Whenever Doctor Who regenerates, the doctor’s physical appearance and personality change but he retains something deeper. The best way to describe it would be to say that the essence of Doctor Who is untouched. I’d say his humanity except that Doctor Who isn’t human. He is, of course, a Time Lord, an extraterrestrial being who began his public service as a somewhat impersonal man with all the answers and is now a more self-doubting compassionate soul, compassionate enough to be reincarnated as a woman – a personal journey that mirrors how a doctor’s role has evolved.
Alastair Denniston and colleagues draw comparisons with Doctor Who’s regenerations in explaining how medical doctors will need to adapt to rapid advances in artificial intelligence. 1 They believe that the benefits for patients of artificial intelligence and machine learning far outweigh any challenges to the authority of doctors. Doctors of the future will be very different to the doctors of today in what they do, but their humanity and desire to do the best for patients will be untouched. Indeed, doctors will be assisted by robots of advanced artificial intelligence but still governed by a version of Isaac Asimov’s Laws of Robotics. Many a true word is spoken in fiction.

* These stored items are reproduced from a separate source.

//! Configuration validation rules.
//!
//! This module provides validation logic for `AppConfig` values
//! after they have been loaded from environment, files, or defaults.

use crate::config::AppConfig;
use thiserror::Error;

/// Configuration validation errors.
#[derive(Debug, Error)]
pub enum ConfigError {
    #[error("failed to load configuration: {0}")]
    LoadFailed(String),

    #[error("invalid configuration: {field} - {reason}")]
    Invalid { field: String, reason: String },
}

impl AppConfig {
    /// Validate configuration values after loading.
    ///
    /// # Errors
    ///
    /// Returns `ConfigError::Invalid` if:
    /// - `origin` is not an http(s) URL
    /// - any precache path is not root-relative
    /// - `cache_prefix` or `cache_version` is empty
    /// - `max_bytes` is 0 or exceeds 50MB
    /// - `timeout_ms` is less than 100ms or exceeds 5 minutes
    /// - `user_agent` is empty
    pub fn validate(&self) -> Result<(), ConfigError> {
        if !self.origin.starts_with("http://") && !self.origin.starts_with("https://") {
            return Err(ConfigError::Invalid {
                field: "origin".into(),
                reason: "must be an http:// or https:// URL".into(),
            });
        }

        for path in &self.precache_paths {
            if !path.starts_with('/') {
                return Err(ConfigError::Invalid {
                    field: "precache_paths".into(),
                    reason: format!("path {path:?} must be root-relative"),
                });
            }
        }

        if self.cache_prefix.is_empty() {
            return Err(ConfigError::Invalid { field: "cache_prefix".into(), reason: "must not be empty".into() });
        }
        if self.cache_version.is_empty() {
            return Err(ConfigError::Invalid { field: "cache_version".into(), reason: "must not be empty".into() });
        }

        if self.max_bytes == 0 {
            return Err(ConfigError::Invalid { field: "max_bytes".into(), reason: "must be greater than 0".into() });
        }
        if self.max_bytes > 50 * 1024 * 1024 {
            return Err(ConfigError::Invalid { field: "max_bytes".into(), reason: "must not exceed 50MB".into() });
        }

        if self.timeout_ms < 100 {
            return Err(ConfigError::Invalid { field: "timeout_ms".into(), reason: "must be at least 100ms".into() });
        }
        if self.timeout_ms > 300_000 {
            return Err(ConfigError::Invalid {
                field: "timeout_ms".into(),
                reason: "must not exceed 5 minutes (300000ms)".into(),
            });
        }

        if self.user_agent.is_empty() {
            return Err(ConfigError::Invalid { field: "user_agent".into(), reason: "must not be empty".into() });
        }

        if self.precache_paths.is_empty() {
            tracing::warn!("precache_paths is empty; install will store nothing and only network fetches will be served");
        }

        Ok(())
    }
}
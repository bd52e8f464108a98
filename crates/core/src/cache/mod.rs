//! SQLite-backed store for versioned cache instances.
//!
//! This module provides the persistent request/response store behind the
//! offline worker, using SQLite with async access via tokio-rusqlite.
//! It supports:
//!
//! - Named, version-tagged cache instances created lazily on first open
//! - Request-identity keys hashed over method and canonical URL
//! - Automatic schema migrations
//! - WAL mode for concurrent access
//! - Instance enumeration and deletion for activation-time pruning

pub mod connection;
pub mod hash;
pub mod instance;
pub mod migrations;

pub use crate::Error;

pub use connection::CacheDb;
pub use instance::{CacheInstance, StoredResponse};
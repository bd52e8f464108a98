//! The offline cache manager.
//!
//! Owns one named cache instance per deployment version: precaches the
//! application shell on install, answers fetch events cache-first, and
//! prunes superseded instances on activate.

use std::collections::BTreeMap;
use std::sync::Arc;

use bytes::Bytes;
use offshell_client::{FetchResponse, ShellFetcher, resolve_asset};
use offshell_core::{AppConfig, CacheDb, Error, StoredResponse};
use tokio::sync::Mutex;
use tokio::task::JoinSet;

use crate::lifecycle::{LifecycleEvent, ShellRequest, WorkerState};

/// Where a served response came from.
#[derive(Debug, Clone, Copy, PartialEq, Eq)]
pub enum ResponseSource {
    Cache,
    Network,
}

/// Response handed back to the host for delivery to the requester.
#[derive(Debug, Clone)]
pub struct ShellResponse {
    pub status: u16,
    pub content_type: Option<String>,
    pub body: Bytes,
    pub source: ResponseSource,
}

/// One worker instance.
///
/// The store handle is passed in rather than reached for globally, so
/// every handler operates on an explicit collaborator. Fetch events may
/// interleave freely; install and activate are serialized by the host and
/// gated by the state machine.
pub struct Worker {
    config: AppConfig,
    store: CacheDb,
    fetcher: Arc<dyn ShellFetcher>,
    state: Mutex<WorkerState>,
}
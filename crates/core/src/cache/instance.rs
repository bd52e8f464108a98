//! Named cache instances and their stored responses.
//!
//! A cache instance maps request identity (method + canonical URL) to a
//! stored response. Instances are created lazily on first open and persist
//! until explicitly deleted, so a populated shell survives worker restarts.

use super::connection::CacheDb;
use super::hash::request_key;
use crate::Error;
use serde::{Deserialize, Serialize};
use tokio_rusqlite::params;
use tokio_rusqlite::rusqlite;

/// A response held by a cache instance.
///
/// Stored verbatim at precache time and served unchanged on a hit; no
/// freshness metadata is kept because lookups never revalidate.
#[derive(Debug, Clone, Serialize, Deserialize)]
pub struct StoredResponse {
    pub method: String,
    pub url: String,
    pub status: u16,
    pub content_type: Option<String>,
    pub headers_json: Option<String>,
    pub body: Vec<u8>,
    pub stored_at: String,
}

/// Handle to one named cache instance.
///
/// Cheap to clone; all operations go through the shared store connection.
#[derive(Debug, Clone)]
pub struct CacheInstance {
    db: CacheDb,
    id: i64,
    name: String,
}

impl CacheDb {
    /// Open the instance with the given name, creating it if absent.
    pub async fn open_instance(&self, name: &str) -> Result<CacheInstance, Error> {
        let owned = name.to_string();
        let created_at = chrono::Utc::now().to_rfc3339();
        let id = self
            .conn
            .call(move |conn| -> Result<i64, Error> {
                conn.execute(
                    "INSERT OR IGNORE INTO caches (name, created_at) VALUES (?1, ?2)",
                    params![owned, created_at],
                )?;
                let id = conn.query_row("SELECT id FROM caches WHERE name = ?1", params![owned], |row| {
                    row.get(0)
                })?;
                Ok(id)
            })
            .await
            .map_err(Error::from)?;

        Ok(CacheInstance { db: self.clone(), id, name: name.to_string() })
    }

    /// Enumerate all existing instance names, oldest first.
    pub async fn list_instances(&self) -> Result<Vec<String>, Error> {
        self.conn
            .call(|conn| -> Result<Vec<String>, Error> {
                let mut stmt = conn.prepare("SELECT name FROM caches ORDER BY id")?;
                let names = stmt
                    .query_map([], |row| row.get(0))?
                    .collect::<Result<Vec<String>, rusqlite::Error>>()?;
                Ok(names)
            })
            .await
            .map_err(Error::from)
    }

    /// Delete the instance with the given name and all of its entries.
    ///
    /// Returns false if no such instance existed.
    pub async fn delete_instance(&self, name: &str) -> Result<bool, Error> {
        let owned = name.to_string();
        self.conn
            .call(move |conn| -> Result<bool, Error> {
                let deleted = conn.execute("DELETE FROM caches WHERE name = ?1", params![owned])?;
                Ok(deleted > 0)
            })
            .await
            .map_err(Error::from)
    }
}

impl CacheInstance {
    /// The version-tagged name this instance was opened under.
    pub fn name(&self) -> &str {
        &self.name
    }

    /// Insert or update the entry for the response's request identity.
    ///
    /// Uses UPSERT semantics so a retried install converges on the latest
    /// fetched copy of each asset.
    pub async fn put(&self, response: &StoredResponse) -> Result<(), Error> {
        let id = self.id;
        let key = request_key(&response.method, &response.url);
        let response = response.clone();
        self.db
            .conn
            .call(move |conn| -> Result<(), Error> {
                conn.execute(
                    "INSERT INTO entries (
                        cache_id, key, method, url, status, content_type,
                        headers_json, body, stored_at
                    ) VALUES (?1, ?2, ?3, ?4, ?5, ?6, ?7, ?8, ?9)
                    ON CONFLICT(cache_id, key) DO UPDATE SET
                        method = excluded.method,
                        url = excluded.url,
                        status = excluded.status,
                        content_type = excluded.content_type,
                        headers_json = excluded.headers_json,
                        body = excluded.body,
                        stored_at = excluded.stored_at",
                    params![
                        id,
                        key,
                        &response.method,
                        &response.url,
                        response.status,
                        &response.content_type,
                        &response.headers_json,
                        &response.body,
                        &response.stored_at,
                    ],
                )?;
                Ok(())
            })
            .await
            .map_err(Error::from)
    }

    /// Look up the stored response for a request identity.
    ///
    /// Returns None on a miss; never consults the network.
    pub async fn get(&self, method: &str, url: &str) -> Result<Option<StoredResponse>, Error> {
        let id = self.id;
        let key = request_key(method, url);
        self.db
            .conn
            .call(move |conn| -> Result<Option<StoredResponse>, Error> {
                let mut stmt = conn.prepare(
                    "SELECT method, url, status, content_type, headers_json, body, stored_at
                     FROM entries WHERE cache_id = ?1 AND key = ?2",
                )?;

                let result = stmt.query_row(params![id, key], |row| {
                    Ok(StoredResponse {
                        method: row.get(0)?,
                        url: row.get(1)?,
                        status: row.get(2)?,
                        content_type: row.get(3)?,
                        headers_json: row.get(4)?,
                        body: row.get(5)?,
                        stored_at: row.get(6)?,
                    })
                });

                match result {
                    Ok(r) => Ok(Some(r)),
                    Err(rusqlite::Error::QueryReturnedNoRows) => Ok(None),
                    Err(e) => Err(e.into()),
                }
            })
            .await
            .map_err(Error::from)
    }

    /// Number of entries currently held by this instance.
    pub async fn entry_count(&self) -> Result<u64, Error> {
        let id = self.id;
        self.db
            .conn
            .call(move |conn| -> Result<u64, Error> {
                let count: i64 =
                    conn.query_row("SELECT COUNT(*) FROM entries WHERE cache_id = ?1", params![id], |row| {
                        row.get(0)
                    })?;
                Ok(count as u64)
            })
            .await
            .map_err(Error::from)
    }
}
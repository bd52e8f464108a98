//! Database connection management with pragma configuration.
//!
//! This module handles opening the SQLite database, applying required pragmas
//! for performance and concurrency (WAL mode), and running migrations.

use super::migrations;
use crate::Error;
use std::path::Path;
use tokio_rusqlite::Connection;

/// Cache store handle.
///
/// Wraps a tokio-rusqlite Connection that runs database operations on a
/// background thread. Handlers receive a clone of this handle rather than
/// reaching for process-global state.
#[derive(Clone, Debug)]
pub struct CacheDb {
    pub(crate) conn: Connection,
}

impl CacheDb {
    /// Open a store at the specified path.
    ///
    /// Creates the file if it doesn't exist, applies performance pragmas,
    /// and runs any pending migrations.
    pub async fn open(path: impl AsRef<Path>) -> Result<Self, Error> {
        let conn = Connection::open(path).await.map_err(|e| Error::Database(e.into()))?;
        Self::initialize(conn).await
    }

    /// Open an in-memory store for testing.
    ///
    /// Same pragma configuration and migrations as file-based stores.
    pub async fn open_in_memory() -> Result<Self, Error> {
        let conn = Connection::open_in_memory()
            .await
            .map_err(|e| Error::Database(e.into()))?;
        Self::initialize(conn).await
    }

    async fn initialize(conn: Connection) -> Result<Self, Error> {
        conn.call(|conn| {
            conn.execute_batch(
                "PRAGMA journal_mode=WAL;
                 PRAGMA synchronous=NORMAL;
                 PRAGMA temp_store=MEMORY;
                 PRAGMA foreign_keys=ON;",
            )?;
            Ok(())
        })
        .await
        .map_err(Error::Database)?;

        migrations::run(&conn).await?;

        Ok(Self { conn })
    }
}
//! Core types and shared functionality for offshell.
//!
//! This crate provides:
//! - Versioned cache instances with a SQLite backend
//! - Unified error types
//! - Configuration structures

pub mod cache;
pub mod config;
pub mod error;

pub use cache::{CacheDb, CacheInstance, StoredResponse};
pub use config::AppConfig;
pub use error::Error;
//! KVST - AOL Reader (C3)
//! Rebuilds the map from a log at startup by replaying records strictly
//! in file order. A missing file is a no-op success; a truncated or
//! corrupted log is surfaced, never silently healed.

use std::fs::File;
use std::io::Read;
use std::path::Path;

use crate::error::{KvError, Result};
use crate::store::ShardedMap;

use super::{RecordKind, RECORD_MAGIC};

const RECORD_HEADER_SIZE: usize = 20;

/// Replay the AOL at `path` into `map`, applying each record in file order.
///
/// - If `path` does not exist, this is a successful no-op.
/// - EOF exactly at a record boundary is success.
/// - EOF in the middle of a record, or a bad magic, is `RecoveryFailed` —
///   the server must refuse to start rather than guess at partial state.
/// - DELETE of a key that was never SET (or was already deleted) is a
///   no-op during replay, not an error: it keeps replay total even though
///   this design never rewrites the log in a way that would produce such
///   a record on its own.
pub fn recover(path: &Path, map: &ShardedMap) -> Result<()> {
    let mut file = match File::open(path) {
        Ok(file) => file,
        Err(err) if err.kind() == std::io::ErrorKind::NotFound => return Ok(()),
        Err(err) => return Err(KvError::from(err)),
    };

    loop {
        let mut header_buf = [0u8; RECORD_HEADER_SIZE];
        match read_fully_or_eof(&mut file, &mut header_buf)? {
            ReadOutcome::Eof => break,
            ReadOutcome::Partial(n) => {
                return Err(KvError::RecoveryFailed(format!(
                    "truncated record header: got {n} of {RECORD_HEADER_SIZE} bytes"
                )));
            }
            ReadOutcome::Complete => {}
        }

        let magic = u32::from_be_bytes(header_buf[0..4].try_into().unwrap());
        if magic != RECORD_MAGIC {
            return Err(KvError::RecoveryFailed(format!("bad record magic: {magic:#x}")));
        }

        let kind_byte = header_buf[4];
        let kind = match kind_byte {
            0x01 => RecordKind::Set,
            0x02 => RecordKind::Delete,
            other => {
                return Err(KvError::RecoveryFailed(format!(
                    "unknown record command byte: {other:#x}"
                )));
            }
        };

        // header_buf[5] is the reserved flags byte.
        // header_buf[6..14] is the informational timestamp, unused in replay.
        let key_len = u16::from_be_bytes(header_buf[14..16].try_into().unwrap()) as usize;
        let value_len = u32::from_be_bytes(header_buf[16..20].try_into().unwrap()) as usize;

        let mut key = vec![0u8; key_len];
        read_exact_or_malformed(&mut file, &mut key, "key")?;

        let mut value = vec![0u8; value_len];
        read_exact_or_malformed(&mut file, &mut value, "value")?;

        match kind {
            RecordKind::Set => map.set(key, value),
            RecordKind::Delete => {
                map.remove(&key);
            }
        }
    }

    Ok(())
}

enum ReadOutcome {
    /// Nothing at all was read; the file ended cleanly at a record boundary.
    Eof,
    /// Some bytes were read but fewer than the buffer requires.
    Partial(usize),
    /// The buffer was filled completely.
    Complete,
}

fn read_fully_or_eof(file: &mut File, buf: &mut [u8]) -> Result<ReadOutcome> {
    let mut total = 0;
    while total < buf.len() {
        let n = file.read(&mut buf[total..])?;
        if n == 0 {
            return Ok(if total == 0 {
                ReadOutcome::Eof
            } else {
                ReadOutcome::Partial(total)
            });
        }
        total += n;
    }
    Ok(ReadOutcome::Complete)
}

fn read_exact_or_malformed(file: &mut File, buf: &mut [u8], field: &str) -> Result<()> {
    if buf.is_empty() {
        return Ok(());
    }
    match read_fully_or_eof(file, buf)? {
        ReadOutcome::Complete => Ok(()),
        ReadOutcome::Eof => Err(KvError::RecoveryFailed(format!(
            "truncated record: missing {field} bytes"
        ))),
        ReadOutcome::Partial(n) => Err(KvError::RecoveryFailed(format!(
            "truncated record: got {n} of {} {field} bytes",
            buf.len()
        ))),
    }
}

#[cfg(test)]
mod tests {
    use super::*;
    use crate::durability::AolWriter;

    #[test]
    fn test_missing_file_is_ok_noop() {
        let dir = tempfile::tempdir().unwrap();
        let path = dir.path().join("missing.aol");
        let map = ShardedMap::default();
        recover(&path, &map).unwrap();
        assert_eq!(map.total_size(), 0);
    }

    #[test]
    fn test_recover_applies_set_and_delete_in_order() {
        let dir = tempfile::tempdir().unwrap();
        let path = dir.path().join("test.aol");
        {
            let mut writer = AolWriter::open(&path, false).unwrap();
            writer.log_set(&b"a".to_vec(), &b"1".to_vec()).unwrap();
            writer.log_set(&b"b".to_vec(), &b"2".to_vec()).unwrap();
            writer.log_delete(&b"a".to_vec()).unwrap();
        }
        let map = ShardedMap::default();
        recover(&path, &map).unwrap();
        assert_eq!(map.get(b"a"), None);
        assert_eq!(map.get(b"b"), Some(b"2".to_vec()));
    }

    #[test]
    fn test_recover_delete_of_absent_key_is_noop() {
        let dir = tempfile::tempdir().unwrap();
        let path = dir.path().join("test.aol");
        {
            let mut writer = AolWriter::open(&path, false).unwrap();
            writer.log_delete(&b"ghost".to_vec()).unwrap();
        }
        let map = ShardedMap::default();
        recover(&path, &map).unwrap();
        assert_eq!(map.total_size(), 0);
    }

    #[test]
    fn test_recover_rejects_truncated_record() {
        let dir = tempfile::tempdir().unwrap();
        let path = dir.path().join("test.aol");
        {
            let mut writer = AolWriter::open(&path, false).unwrap();
            writer.log_set(&b"a".to_vec(), &b"1".to_vec()).unwrap();
        }
        // Truncate the file mid-record.
        let full_len = std::fs::metadata(&path).unwrap().len();
        let file = std::fs::OpenOptions::new().write(true).open(&path).unwrap();
        file.set_len(full_len - 1).unwrap();

        let map = ShardedMap::default();
        assert!(recover(&path, &map).is_err());
    }

    #[test]
    fn test_recover_rejects_bad_magic() {
        let dir = tempfile::tempdir().unwrap();
        let path = dir.path().join("test.aol");
        std::fs::write(&path, [0u8; RECORD_HEADER_SIZE]).unwrap();
        let map = ShardedMap::default();
        assert!(recover(&path, &map).is_err());
    }

    #[test]
    fn test_recover_overwrite_keeps_last_set() {
        let dir = tempfile::tempdir().unwrap();
        let path = dir.path().join("test.aol");
        {
            let mut writer = AolWriter::open(&path, false).unwrap();
            writer.log_set(&b"k".to_vec(), &b"old".to_vec()).unwrap();
            writer.log_set(&b"k".to_vec(), &b"new".to_vec()).unwrap();
        }
        let map = ShardedMap::default();
        recover(&path, &map).unwrap();
        assert_eq!(map.get(b"k"), Some(b"new".to_vec()));
    }
}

Even if robots don’t solve the workforce crisis, perhaps pharmacists will? Benedict Heyhoe and colleagues remind us that, among other consequences, workload and time pressures exacerbate prescribing errors. One solution for the NHS, backed by international experience, is to increase integration of pharmacists into primary care to make use of their expertise in medicines management. 2 A successful pilot programme involving 490 pharmacists has persuaded the NHS in England to invest £100m for a further 1500 clinical pharmacists to work in general practice by 2021.
However a doctor’s role might change in future years, it is important that doctors retain a desire to ask questions. Those questions might relate to the quality and integrity of the research that they are basing their clinical decisions on.3,4 That inquisitiveness should certainly include addressing uncomfortable topics, such as domestic violence and abuse. In an impassioned plea, Natasha Davendralingam 5 explains how doctors can give a voice to those who no longer feel they have one.